*WORK TO COMPLETE*.
Search the records for the word "construction" and copy each line in which it appears.

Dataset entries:
● ● ● ● ● ● ●

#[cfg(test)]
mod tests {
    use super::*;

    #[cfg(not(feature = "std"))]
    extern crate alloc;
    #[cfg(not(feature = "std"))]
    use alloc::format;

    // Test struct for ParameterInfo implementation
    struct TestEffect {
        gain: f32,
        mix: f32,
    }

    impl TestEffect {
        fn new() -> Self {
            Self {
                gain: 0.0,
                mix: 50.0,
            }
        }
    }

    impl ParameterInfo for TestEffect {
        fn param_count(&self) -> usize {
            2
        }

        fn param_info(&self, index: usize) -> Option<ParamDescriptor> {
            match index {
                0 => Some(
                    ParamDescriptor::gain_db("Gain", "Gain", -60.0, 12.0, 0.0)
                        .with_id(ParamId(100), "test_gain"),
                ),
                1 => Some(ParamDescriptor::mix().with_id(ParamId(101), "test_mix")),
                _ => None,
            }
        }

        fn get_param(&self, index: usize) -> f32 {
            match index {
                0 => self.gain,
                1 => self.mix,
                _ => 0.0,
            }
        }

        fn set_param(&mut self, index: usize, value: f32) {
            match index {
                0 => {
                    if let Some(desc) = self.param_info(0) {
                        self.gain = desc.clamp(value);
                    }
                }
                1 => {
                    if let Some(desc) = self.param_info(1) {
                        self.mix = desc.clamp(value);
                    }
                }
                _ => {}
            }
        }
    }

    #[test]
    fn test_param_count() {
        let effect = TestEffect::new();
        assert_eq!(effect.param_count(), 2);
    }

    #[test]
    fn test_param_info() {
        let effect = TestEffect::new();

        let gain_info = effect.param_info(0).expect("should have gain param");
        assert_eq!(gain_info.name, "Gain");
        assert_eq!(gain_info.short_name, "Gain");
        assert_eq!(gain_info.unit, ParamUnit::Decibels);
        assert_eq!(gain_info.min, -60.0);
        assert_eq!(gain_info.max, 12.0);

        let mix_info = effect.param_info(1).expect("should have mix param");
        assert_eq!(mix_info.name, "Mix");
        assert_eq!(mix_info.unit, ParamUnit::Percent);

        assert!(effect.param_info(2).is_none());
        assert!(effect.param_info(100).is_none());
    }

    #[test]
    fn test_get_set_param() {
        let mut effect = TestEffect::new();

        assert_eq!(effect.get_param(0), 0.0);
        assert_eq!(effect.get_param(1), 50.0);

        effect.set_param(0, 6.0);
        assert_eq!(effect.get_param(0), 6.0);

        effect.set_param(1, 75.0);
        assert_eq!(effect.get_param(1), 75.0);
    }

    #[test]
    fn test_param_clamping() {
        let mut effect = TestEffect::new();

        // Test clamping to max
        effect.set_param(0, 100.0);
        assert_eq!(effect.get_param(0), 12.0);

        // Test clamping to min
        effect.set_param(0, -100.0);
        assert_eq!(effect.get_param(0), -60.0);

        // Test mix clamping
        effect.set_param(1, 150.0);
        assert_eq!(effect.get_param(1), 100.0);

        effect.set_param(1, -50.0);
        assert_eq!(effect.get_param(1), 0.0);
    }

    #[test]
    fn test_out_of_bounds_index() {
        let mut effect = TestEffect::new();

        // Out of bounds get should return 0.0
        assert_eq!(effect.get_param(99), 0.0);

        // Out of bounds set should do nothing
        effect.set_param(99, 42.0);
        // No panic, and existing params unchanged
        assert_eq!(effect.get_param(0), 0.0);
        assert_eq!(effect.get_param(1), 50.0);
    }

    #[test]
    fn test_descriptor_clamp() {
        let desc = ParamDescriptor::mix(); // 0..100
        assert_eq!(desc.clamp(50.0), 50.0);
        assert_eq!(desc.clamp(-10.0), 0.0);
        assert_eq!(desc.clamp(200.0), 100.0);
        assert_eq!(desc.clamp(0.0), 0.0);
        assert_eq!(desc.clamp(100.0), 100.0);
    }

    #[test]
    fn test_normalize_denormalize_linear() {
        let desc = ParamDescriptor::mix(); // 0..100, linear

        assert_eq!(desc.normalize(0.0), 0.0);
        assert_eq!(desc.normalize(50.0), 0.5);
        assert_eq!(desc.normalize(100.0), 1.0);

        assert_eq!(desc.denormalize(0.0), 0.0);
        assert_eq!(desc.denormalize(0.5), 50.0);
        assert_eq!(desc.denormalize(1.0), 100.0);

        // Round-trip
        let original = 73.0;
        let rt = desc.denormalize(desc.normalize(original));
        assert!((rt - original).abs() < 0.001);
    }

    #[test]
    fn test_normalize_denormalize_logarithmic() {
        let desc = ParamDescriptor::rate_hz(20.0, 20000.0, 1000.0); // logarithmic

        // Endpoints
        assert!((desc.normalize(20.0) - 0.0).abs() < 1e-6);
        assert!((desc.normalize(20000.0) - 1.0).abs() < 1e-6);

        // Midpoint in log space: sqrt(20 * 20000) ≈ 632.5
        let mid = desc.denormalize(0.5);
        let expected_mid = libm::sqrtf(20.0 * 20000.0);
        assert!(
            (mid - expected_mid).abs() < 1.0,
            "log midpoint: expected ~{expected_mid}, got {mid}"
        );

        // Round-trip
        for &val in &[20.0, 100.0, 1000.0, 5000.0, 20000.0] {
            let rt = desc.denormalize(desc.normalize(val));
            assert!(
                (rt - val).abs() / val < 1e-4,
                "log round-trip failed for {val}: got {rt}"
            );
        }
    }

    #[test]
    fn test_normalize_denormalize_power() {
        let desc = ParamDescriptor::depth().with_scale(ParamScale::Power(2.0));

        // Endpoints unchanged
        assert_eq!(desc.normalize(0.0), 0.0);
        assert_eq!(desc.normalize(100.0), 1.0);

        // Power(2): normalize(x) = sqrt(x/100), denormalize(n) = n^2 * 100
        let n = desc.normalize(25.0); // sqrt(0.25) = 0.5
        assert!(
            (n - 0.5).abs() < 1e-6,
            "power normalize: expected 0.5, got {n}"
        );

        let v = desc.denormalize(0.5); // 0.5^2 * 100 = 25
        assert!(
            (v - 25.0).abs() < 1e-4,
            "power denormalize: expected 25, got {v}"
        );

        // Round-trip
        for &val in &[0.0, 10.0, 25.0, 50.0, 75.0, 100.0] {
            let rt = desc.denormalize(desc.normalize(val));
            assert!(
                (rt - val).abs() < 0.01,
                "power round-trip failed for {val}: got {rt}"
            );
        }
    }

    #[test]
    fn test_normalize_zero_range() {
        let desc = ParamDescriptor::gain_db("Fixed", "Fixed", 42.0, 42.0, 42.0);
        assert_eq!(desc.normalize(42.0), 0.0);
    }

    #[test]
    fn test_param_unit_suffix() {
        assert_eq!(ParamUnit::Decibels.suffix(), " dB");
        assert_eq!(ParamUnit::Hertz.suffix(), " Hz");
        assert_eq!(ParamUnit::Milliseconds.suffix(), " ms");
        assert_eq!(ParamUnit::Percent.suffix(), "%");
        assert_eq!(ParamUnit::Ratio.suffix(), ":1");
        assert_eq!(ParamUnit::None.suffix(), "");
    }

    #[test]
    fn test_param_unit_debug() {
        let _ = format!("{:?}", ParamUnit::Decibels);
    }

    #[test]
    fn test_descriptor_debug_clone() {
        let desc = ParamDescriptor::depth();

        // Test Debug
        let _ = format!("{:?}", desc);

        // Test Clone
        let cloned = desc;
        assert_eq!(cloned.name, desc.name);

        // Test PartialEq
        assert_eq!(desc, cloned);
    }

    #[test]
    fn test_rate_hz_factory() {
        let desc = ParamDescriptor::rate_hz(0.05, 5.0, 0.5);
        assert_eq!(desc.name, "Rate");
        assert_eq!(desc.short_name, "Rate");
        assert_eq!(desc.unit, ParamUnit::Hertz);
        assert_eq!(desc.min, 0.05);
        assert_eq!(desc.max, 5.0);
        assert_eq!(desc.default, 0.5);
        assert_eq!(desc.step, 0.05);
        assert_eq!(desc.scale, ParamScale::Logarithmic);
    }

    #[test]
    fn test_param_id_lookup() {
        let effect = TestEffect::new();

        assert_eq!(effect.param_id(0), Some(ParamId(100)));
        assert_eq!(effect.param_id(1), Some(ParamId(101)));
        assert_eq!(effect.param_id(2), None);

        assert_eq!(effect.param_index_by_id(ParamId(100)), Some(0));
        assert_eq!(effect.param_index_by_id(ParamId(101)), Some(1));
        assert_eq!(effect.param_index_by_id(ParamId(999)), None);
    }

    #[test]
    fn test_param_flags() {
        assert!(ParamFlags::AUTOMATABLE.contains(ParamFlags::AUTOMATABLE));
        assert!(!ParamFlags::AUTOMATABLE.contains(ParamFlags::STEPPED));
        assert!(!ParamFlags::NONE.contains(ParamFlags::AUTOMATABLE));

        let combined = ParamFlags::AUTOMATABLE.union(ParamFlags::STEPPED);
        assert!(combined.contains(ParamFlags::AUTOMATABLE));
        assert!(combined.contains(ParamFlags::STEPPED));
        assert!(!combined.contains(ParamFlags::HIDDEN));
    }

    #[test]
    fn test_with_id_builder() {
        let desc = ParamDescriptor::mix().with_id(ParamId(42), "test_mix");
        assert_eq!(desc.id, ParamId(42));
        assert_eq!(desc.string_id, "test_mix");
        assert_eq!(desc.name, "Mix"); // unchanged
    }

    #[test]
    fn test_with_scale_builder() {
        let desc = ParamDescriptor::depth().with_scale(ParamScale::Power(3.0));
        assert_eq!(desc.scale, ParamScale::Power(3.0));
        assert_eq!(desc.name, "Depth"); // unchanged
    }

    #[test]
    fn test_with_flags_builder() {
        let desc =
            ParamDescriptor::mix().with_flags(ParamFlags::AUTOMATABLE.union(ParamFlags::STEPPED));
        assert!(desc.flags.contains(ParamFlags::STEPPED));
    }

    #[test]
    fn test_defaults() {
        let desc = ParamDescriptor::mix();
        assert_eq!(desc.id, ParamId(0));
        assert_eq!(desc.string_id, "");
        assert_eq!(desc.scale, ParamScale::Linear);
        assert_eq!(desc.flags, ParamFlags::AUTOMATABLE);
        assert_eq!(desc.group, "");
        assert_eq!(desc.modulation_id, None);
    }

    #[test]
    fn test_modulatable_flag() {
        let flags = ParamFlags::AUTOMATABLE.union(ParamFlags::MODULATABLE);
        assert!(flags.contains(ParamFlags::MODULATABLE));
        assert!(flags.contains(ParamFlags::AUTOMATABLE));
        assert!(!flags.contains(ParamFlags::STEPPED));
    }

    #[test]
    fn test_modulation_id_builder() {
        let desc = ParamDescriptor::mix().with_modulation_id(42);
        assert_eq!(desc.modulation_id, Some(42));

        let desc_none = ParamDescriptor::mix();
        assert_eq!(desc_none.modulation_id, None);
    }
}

● ● ● ● ● ● ●

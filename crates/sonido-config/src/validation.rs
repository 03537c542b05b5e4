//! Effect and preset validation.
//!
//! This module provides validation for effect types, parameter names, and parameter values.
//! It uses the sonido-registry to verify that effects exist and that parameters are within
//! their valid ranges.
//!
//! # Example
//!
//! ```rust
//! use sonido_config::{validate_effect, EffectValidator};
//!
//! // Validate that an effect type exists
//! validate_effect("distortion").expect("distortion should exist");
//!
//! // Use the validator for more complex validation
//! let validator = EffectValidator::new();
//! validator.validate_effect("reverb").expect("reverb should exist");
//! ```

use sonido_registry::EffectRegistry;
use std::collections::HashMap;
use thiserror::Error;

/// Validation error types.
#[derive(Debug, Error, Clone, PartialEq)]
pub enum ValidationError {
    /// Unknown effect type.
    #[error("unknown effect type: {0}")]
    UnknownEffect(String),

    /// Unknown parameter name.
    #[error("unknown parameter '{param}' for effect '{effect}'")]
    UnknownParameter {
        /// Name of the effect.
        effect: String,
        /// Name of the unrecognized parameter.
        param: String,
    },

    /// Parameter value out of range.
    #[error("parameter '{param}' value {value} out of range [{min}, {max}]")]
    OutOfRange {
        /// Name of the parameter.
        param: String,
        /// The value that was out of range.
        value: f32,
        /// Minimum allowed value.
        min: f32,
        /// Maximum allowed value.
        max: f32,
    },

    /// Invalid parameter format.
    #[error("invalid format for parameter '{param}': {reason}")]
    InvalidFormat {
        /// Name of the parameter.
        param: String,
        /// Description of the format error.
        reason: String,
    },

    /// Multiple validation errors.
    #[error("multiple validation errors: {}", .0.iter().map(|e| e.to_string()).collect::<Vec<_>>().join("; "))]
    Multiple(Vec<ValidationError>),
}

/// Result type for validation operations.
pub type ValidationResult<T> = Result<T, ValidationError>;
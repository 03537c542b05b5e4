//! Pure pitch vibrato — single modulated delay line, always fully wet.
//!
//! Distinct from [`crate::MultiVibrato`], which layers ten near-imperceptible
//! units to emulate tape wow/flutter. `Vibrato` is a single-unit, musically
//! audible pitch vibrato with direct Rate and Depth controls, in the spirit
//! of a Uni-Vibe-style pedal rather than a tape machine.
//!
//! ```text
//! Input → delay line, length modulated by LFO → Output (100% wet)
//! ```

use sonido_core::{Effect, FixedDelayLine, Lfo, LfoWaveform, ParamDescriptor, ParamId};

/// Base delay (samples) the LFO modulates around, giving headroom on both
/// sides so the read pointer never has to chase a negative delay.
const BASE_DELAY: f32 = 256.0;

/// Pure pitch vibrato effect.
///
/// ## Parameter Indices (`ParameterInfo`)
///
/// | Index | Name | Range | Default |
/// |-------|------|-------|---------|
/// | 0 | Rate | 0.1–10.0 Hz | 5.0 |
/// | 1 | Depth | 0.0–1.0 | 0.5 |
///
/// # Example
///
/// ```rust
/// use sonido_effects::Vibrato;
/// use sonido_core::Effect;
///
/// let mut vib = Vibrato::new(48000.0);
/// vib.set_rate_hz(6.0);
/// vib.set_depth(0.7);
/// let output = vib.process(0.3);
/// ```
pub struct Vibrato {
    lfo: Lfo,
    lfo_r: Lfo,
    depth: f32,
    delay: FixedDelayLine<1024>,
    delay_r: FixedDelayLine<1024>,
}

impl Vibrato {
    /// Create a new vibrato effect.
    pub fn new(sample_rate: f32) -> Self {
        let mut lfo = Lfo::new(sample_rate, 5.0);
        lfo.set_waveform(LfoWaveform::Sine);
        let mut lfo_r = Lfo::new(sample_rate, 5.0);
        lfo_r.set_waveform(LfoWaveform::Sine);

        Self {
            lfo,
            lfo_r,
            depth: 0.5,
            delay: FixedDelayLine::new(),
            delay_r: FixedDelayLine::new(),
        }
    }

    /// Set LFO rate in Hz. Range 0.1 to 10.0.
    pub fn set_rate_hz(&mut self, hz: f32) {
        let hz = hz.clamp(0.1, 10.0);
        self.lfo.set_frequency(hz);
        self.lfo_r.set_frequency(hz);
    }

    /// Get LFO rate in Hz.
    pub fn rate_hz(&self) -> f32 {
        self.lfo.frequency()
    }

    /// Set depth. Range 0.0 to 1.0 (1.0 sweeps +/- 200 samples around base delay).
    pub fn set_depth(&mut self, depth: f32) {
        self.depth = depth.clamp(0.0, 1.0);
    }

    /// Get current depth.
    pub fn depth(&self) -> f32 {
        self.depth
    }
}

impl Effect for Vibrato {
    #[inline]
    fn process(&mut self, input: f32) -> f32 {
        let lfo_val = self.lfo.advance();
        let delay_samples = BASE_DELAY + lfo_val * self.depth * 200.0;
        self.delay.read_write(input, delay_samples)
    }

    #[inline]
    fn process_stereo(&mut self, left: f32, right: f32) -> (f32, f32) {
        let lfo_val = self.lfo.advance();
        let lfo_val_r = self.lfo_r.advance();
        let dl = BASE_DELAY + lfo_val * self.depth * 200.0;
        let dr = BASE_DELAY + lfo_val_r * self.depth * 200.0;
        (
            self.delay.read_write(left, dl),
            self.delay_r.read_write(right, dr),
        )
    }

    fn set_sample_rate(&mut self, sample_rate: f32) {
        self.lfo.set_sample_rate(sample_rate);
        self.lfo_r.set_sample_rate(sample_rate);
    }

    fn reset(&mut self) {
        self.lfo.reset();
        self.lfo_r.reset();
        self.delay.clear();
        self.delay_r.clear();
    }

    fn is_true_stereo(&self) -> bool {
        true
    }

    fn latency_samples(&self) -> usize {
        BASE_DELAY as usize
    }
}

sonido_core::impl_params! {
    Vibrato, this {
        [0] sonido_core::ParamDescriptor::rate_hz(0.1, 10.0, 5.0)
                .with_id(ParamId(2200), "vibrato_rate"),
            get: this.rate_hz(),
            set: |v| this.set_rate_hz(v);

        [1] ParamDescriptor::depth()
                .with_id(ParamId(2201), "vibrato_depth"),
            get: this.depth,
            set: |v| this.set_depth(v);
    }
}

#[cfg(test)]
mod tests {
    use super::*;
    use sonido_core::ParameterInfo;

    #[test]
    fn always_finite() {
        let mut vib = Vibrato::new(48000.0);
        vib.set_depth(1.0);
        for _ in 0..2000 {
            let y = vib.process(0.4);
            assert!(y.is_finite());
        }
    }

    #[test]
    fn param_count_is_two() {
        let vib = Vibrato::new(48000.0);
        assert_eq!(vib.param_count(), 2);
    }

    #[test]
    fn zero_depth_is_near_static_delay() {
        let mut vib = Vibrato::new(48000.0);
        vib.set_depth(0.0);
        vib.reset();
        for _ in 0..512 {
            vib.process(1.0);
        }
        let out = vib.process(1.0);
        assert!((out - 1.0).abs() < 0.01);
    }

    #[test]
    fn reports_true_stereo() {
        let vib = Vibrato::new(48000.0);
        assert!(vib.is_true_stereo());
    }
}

● ● ● ● ● ● ●

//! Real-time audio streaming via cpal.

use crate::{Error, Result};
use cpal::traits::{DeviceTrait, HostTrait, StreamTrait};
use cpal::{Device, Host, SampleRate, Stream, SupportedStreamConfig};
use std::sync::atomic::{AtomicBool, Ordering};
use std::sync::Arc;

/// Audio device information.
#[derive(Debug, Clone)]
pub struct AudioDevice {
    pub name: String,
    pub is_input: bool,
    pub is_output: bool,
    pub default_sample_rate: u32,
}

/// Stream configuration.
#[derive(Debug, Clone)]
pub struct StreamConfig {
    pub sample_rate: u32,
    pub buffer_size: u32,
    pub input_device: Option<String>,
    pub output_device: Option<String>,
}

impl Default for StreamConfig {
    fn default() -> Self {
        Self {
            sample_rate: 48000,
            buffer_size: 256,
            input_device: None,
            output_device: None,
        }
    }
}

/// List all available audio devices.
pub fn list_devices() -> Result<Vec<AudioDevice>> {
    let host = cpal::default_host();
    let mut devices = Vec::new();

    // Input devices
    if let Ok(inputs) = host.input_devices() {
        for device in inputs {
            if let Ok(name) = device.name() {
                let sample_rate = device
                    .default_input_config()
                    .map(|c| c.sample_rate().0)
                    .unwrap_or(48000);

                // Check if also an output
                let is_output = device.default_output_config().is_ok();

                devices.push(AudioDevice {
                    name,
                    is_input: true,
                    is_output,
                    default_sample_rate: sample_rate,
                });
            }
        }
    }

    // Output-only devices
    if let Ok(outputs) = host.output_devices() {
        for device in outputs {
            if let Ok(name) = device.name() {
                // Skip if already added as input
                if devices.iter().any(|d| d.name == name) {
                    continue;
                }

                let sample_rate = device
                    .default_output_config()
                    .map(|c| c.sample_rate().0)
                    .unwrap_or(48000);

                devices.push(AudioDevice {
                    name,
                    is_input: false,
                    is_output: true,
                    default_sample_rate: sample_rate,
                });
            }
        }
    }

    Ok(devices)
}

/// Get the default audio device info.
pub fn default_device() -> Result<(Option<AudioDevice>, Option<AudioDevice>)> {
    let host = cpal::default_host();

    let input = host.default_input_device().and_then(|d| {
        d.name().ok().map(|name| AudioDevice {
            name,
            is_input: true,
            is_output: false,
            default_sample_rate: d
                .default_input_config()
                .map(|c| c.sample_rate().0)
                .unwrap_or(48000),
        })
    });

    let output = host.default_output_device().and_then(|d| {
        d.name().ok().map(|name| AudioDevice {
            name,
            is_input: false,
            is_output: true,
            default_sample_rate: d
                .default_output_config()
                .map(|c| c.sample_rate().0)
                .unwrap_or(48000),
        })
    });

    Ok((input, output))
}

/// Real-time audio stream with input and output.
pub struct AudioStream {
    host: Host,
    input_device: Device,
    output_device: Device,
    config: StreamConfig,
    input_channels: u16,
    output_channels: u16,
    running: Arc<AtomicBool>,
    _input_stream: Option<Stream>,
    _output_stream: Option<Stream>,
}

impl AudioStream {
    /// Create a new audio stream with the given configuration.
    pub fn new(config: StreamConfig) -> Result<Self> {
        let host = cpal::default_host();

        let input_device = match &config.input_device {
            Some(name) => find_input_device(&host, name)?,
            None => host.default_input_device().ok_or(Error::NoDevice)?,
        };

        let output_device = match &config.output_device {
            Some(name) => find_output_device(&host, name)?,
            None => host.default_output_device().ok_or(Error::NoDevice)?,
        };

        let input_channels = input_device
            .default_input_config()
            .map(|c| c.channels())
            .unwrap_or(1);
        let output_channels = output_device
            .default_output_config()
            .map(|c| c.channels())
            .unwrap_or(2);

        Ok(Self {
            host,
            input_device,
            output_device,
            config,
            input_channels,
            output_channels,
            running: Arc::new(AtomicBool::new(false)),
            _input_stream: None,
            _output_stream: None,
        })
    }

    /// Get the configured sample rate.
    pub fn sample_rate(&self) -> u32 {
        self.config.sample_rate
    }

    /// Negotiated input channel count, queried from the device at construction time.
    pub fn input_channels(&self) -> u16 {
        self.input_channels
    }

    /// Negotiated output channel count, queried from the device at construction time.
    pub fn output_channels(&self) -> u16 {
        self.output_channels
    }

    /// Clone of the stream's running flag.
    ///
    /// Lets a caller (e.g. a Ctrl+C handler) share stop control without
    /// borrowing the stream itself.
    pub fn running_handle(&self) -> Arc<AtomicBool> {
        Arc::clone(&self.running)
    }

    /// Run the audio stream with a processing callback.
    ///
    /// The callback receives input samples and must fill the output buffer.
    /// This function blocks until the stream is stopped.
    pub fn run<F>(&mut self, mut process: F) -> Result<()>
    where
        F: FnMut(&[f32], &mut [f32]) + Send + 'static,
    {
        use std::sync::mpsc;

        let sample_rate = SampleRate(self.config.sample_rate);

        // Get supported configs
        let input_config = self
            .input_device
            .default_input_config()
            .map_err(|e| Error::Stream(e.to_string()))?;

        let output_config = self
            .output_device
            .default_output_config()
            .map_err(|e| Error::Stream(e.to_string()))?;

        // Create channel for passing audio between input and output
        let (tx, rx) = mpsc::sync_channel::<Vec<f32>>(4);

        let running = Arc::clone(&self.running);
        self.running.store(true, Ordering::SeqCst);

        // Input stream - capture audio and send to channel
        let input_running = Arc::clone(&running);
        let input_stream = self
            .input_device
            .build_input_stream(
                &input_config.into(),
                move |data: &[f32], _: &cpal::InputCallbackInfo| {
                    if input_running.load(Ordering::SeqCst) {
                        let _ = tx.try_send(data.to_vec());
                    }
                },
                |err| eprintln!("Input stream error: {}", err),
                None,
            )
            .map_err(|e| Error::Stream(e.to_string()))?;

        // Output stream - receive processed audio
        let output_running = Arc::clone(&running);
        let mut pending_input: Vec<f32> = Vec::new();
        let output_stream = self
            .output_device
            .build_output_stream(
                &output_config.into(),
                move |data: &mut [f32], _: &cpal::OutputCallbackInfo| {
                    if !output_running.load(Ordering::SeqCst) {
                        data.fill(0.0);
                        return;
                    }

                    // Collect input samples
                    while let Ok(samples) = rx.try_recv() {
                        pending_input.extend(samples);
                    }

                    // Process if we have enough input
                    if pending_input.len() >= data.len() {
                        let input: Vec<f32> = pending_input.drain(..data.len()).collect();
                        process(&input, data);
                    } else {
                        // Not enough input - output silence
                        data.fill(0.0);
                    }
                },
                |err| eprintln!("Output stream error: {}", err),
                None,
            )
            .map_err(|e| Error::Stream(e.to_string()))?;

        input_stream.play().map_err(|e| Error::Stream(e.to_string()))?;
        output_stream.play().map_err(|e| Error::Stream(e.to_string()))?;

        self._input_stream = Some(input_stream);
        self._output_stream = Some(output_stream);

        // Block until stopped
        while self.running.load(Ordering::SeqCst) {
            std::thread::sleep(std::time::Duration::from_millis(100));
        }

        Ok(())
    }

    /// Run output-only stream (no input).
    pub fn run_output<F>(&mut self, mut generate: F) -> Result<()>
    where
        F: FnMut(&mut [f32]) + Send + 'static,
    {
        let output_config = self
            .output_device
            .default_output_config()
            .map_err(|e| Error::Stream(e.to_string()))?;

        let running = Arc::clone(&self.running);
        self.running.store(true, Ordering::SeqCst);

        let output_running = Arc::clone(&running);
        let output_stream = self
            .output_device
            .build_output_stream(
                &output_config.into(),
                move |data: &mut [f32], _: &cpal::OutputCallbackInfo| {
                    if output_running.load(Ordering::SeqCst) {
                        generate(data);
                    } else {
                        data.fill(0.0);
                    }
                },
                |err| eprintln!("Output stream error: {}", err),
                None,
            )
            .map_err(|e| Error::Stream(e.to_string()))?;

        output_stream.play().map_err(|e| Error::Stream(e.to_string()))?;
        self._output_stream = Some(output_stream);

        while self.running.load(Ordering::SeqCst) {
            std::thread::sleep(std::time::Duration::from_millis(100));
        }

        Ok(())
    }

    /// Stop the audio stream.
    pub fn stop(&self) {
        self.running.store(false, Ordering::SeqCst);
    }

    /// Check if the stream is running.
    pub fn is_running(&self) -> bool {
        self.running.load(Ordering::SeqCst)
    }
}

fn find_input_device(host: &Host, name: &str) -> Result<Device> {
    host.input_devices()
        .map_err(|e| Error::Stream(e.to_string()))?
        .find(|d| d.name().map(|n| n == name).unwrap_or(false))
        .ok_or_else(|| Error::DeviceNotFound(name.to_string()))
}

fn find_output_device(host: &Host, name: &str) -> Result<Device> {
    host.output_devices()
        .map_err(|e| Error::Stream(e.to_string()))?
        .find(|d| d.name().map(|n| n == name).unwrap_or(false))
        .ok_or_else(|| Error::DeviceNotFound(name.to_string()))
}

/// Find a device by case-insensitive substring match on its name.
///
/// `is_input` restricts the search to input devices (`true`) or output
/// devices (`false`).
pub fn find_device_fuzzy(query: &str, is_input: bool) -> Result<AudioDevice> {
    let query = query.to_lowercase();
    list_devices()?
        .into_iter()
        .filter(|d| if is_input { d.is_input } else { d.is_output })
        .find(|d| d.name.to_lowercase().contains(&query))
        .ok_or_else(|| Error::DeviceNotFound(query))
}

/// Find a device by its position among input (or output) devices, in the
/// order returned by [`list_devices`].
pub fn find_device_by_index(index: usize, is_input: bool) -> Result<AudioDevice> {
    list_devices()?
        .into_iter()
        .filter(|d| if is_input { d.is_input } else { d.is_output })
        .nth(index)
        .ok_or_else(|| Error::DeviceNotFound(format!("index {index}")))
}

● ● ● ● ● ● ●

*ANSWER BOX*.
    /// Negotiated input channel count, queried from the device at construction time.
    /// Negotiated output channel count, queried from the device at construction time.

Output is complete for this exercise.